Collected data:

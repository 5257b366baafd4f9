// Copyright 2025 the chassis authors
//
// Licensed under the Apache License, Version 2.0 (the "License");
// you may not use this file except in compliance with the License.
// You may obtain a copy of the License at
//
//     http://www.apache.org/licenses/LICENSE-2.0
//
// Unless required by applicable law or agreed to in writing, software
// distributed under the License is distributed on an "AS IS" BASIS,
// WITHOUT WARRANTIES OR CONDITIONS OF ANY KIND, either express or implied.
// See the License for the specific language governing permissions and
// limitations under the License.

//! Kernel collection types.

mod recyclable_list;

pub use recyclable_list::{NodeId, RecyclableList};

• **Task description**: Your task is to reproduce the entries exactly, starting at the first line and ending with the line containing "mod recyclable_list;".

• **Response area**:
repository 5257b366baafd4f9
// Copyright 2025 the chassis authors
//
// Licensed under the Apache License, Version 2.0 (the "License");
// you may not use this file except in compliance with the License.
// You may obtain a copy of the License at
//
//     http://www.apache.org/licenses/LICENSE-2.0
//
// Unless required by applicable law or agreed to in writing, software
// distributed under the License is distributed on an "AS IS" BASIS,
// WITHOUT WARRANTIES OR CONDITIONS OF ANY KIND, either express or implied.
// See the License for the specific language governing permissions and
// limitations under the License.

//! Kernel collection types.

mod recyclable_list;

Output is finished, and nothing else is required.